◆ **What you are asked to do**: Exactly how many lines in the data below contain the string "middleware"? Give that number and nothing else.

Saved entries

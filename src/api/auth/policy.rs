//! Route access policy.
//!
//! Rules, evaluated in order:
//! 1. A route that needs a login, requested anonymously, redirects to `/login`.
//! 2. An unconfirmed account is sent to `/unconfirmed` from anything except the
//!    login, logout and confirmation routes and static assets.
//! 3. A route with a minimum role answers `403` to lower ranks.
//!
//! [`evaluate`] is pure; the middleware below only applies its decision.

use axum::{
    extract::{Request, State},
    middleware::Next,
    response::{IntoResponse, Redirect, Response},
};
use std::sync::Arc;
use tracing::error;

use super::{
    identity::{AccountState, Identity, Role},
    session,
};
use crate::api::{error::ServiceError, state::AppState};

/// Paths an unconfirmed account may still reach.
const UNCONFIRMED_ALLOWED: [&str; 4] = ["/login", "/logout", "/confirm", "/unconfirmed"];

#[derive(Debug, Clone, Copy, PartialEq, Eq)]
pub struct RouteAccess {
    pub login_required: bool,
    pub min_role: Option<Role>,
}

impl RouteAccess {
    pub const PUBLIC: Self = Self {
        login_required: false,
        min_role: None,
    };

    pub const AUTHENTICATED: Self = Self {
        login_required: true,
        min_role: None,
    };

    #[must_use]
    pub const fn role(role: Role) -> Self {
        Self {
            login_required: true,
            min_role: Some(role),
        }
    }
}

#[derive(Debug, Clone, Copy, PartialEq, Eq)]
pub enum Decision {
    Allow,
    RedirectLogin,
    RedirectUnconfirmed,
    Forbidden,
}

/// Whether an unconfirmed account may reach `path`.
#[must_use]
pub fn unconfirmed_may_access(path: &str) -> bool {
    if path.starts_with("/static/") || path.starts_with("/confirm/") {
        return true;
    }
    UNCONFIRMED_ALLOWED.contains(&path)
}

#[must_use]
pub fn evaluate(identity: &Identity, access: RouteAccess, path: &str) -> Decision {
    let state = identity.state();
    if access.login_required && state == AccountState::Anonymous {
        return Decision::RedirectLogin;
    }
    if state == AccountState::AuthenticatedUnconfirmed && !unconfirmed_may_access(path) {
        return Decision::RedirectUnconfirmed;
    }
    if let Some(required) = access.min_role {
        if identity.role() < required {
            return Decision::Forbidden;
        }
    }
    Decision::Allow
}

fn identity_of(request: &Request) -> Identity {
    request
        .extensions()
        .get::<Identity>()
        .cloned()
        .unwrap_or_default()
}

async fn guard(access: RouteAccess, request: Request, next: Next) -> Response {
    let identity = identity_of(&request);
    match evaluate(&identity, access, request.uri().path()) {
        Decision::Allow => next.run(request).await,
        Decision::RedirectLogin => Redirect::to("/login").into_response(),
        Decision::RedirectUnconfirmed => Redirect::to("/unconfirmed").into_response(),
        Decision::Forbidden => ServiceError::Forbidden.into_response(),
    }
}

/// Resolve the session cookie once and store the [`Identity`] in request extensions.
pub async fn resolve_identity(
    State(state): State<Arc<AppState>>,
    mut request: Request,
    next: Next,
) -> Response {
    let identity = match session::current(&state, request.headers()).await {
        Ok(identity) => identity,
        Err(err) => {
            error!("Failed to lookup session: {err}");
            return ServiceError::Internal(anyhow::anyhow!("session lookup failed")).into_response();
        }
    };
    request.extensions_mut().insert(identity);
    next.run(request).await
}

/// Global filter: keeps unconfirmed accounts on the confirmation routes.
pub async fn confirmed_gate(request: Request, next: Next) -> Response {
    guard(RouteAccess::PUBLIC, request, next).await
}

pub async fn login_required(request: Request, next: Next) -> Response {
    guard(RouteAccess::AUTHENTICATED, request, next).await
}

pub async fn admin_required(request: Request, next: Next) -> Response {
    guard(RouteAccess::role(Role::Administrator), request, next).await
}

#[cfg(test)]
mod tests {
    use super::*;
    use crate::api::auth::identity::CurrentUser;

    fn signed_in(confirmed: bool, role: Role) -> Identity {
        Identity::Authenticated(CurrentUser {
            id: 1,
            email: "alice@example.com".to_string(),
            username: "alice".to_string(),
            name: "alice".to_string(),
            confirmed,
            role,
            member_since_unix: 0,
        })
    }

    #[test]
    fn anonymous_on_login_route_redirects_to_login() {
        assert_eq!(
            evaluate(&Identity::Anonymous, RouteAccess::AUTHENTICATED, "/settings"),
            Decision::RedirectLogin
        );
        assert_eq!(
            evaluate(
                &Identity::Anonymous,
                RouteAccess::role(Role::Administrator),
                "/admin"
            ),
            Decision::RedirectLogin
        );
    }

    #[test]
    fn anonymous_on_public_route_is_allowed() {
        assert_eq!(
            evaluate(&Identity::Anonymous, RouteAccess::PUBLIC, "/"),
            Decision::Allow
        );
    }

    #[test]
    fn unconfirmed_is_redirected_outside_confirmation_routes() {
        let identity = signed_in(false, Role::User);
        for path in ["/", "/settings/profile", "/admin", "/manage/users"] {
            assert_eq!(
                evaluate(&identity, RouteAccess::PUBLIC, path),
                Decision::RedirectUnconfirmed,
                "path {path}"
            );
        }
    }

    #[test]
    fn unconfirmed_may_use_confirmation_routes_and_static() {
        let identity = signed_in(false, Role::User);
        for path in [
            "/login",
            "/logout",
            "/confirm",
            "/confirm/abc.def",
            "/unconfirmed",
            "/static/site.css",
        ] {
            assert_eq!(
                evaluate(&identity, RouteAccess::AUTHENTICATED, path),
                Decision::Allow,
                "path {path}"
            );
        }
    }

    #[test]
    fn unconfirmed_admin_is_redirected_before_role_check() {
        assert_eq!(
            evaluate(
                &signed_in(false, Role::Administrator),
                RouteAccess::role(Role::Administrator),
                "/admin"
            ),
            Decision::RedirectUnconfirmed
        );
    }

    #[test]
    fn confirmed_user_on_admin_route_is_forbidden() {
        assert_eq!(
            evaluate(
                &signed_in(true, Role::User),
                RouteAccess::role(Role::Administrator),
                "/admin"
            ),
            Decision::Forbidden
        );
        assert_eq!(
            evaluate(
                &signed_in(true, Role::Moderator),
                RouteAccess::role(Role::Administrator),
                "/admin"
            ),
            Decision::Forbidden
        );
    }

    #[test]
    fn confirmed_admin_is_allowed() {
        assert_eq!(
            evaluate(
                &signed_in(true, Role::Administrator),
                RouteAccess::role(Role::Administrator),
                "/admin"
            ),
            Decision::Allow
        );
    }

    #[test]
    fn role_requirement_uses_rank_not_equality() {
        assert_eq!(
            evaluate(
                &signed_in(true, Role::Administrator),
                RouteAccess::role(Role::Moderator),
                "/moderate"
            ),
            Decision::Allow
        );
    }

    #[test]
    fn prefix_lookalikes_are_not_exempt() {
        assert!(!unconfirmed_may_access("/confirmed-elsewhere"));
        assert!(!unconfirmed_may_access("/login/extra"));
        assert!(unconfirmed_may_access("/confirm/token"));
    }
}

◆ **Response area**: 2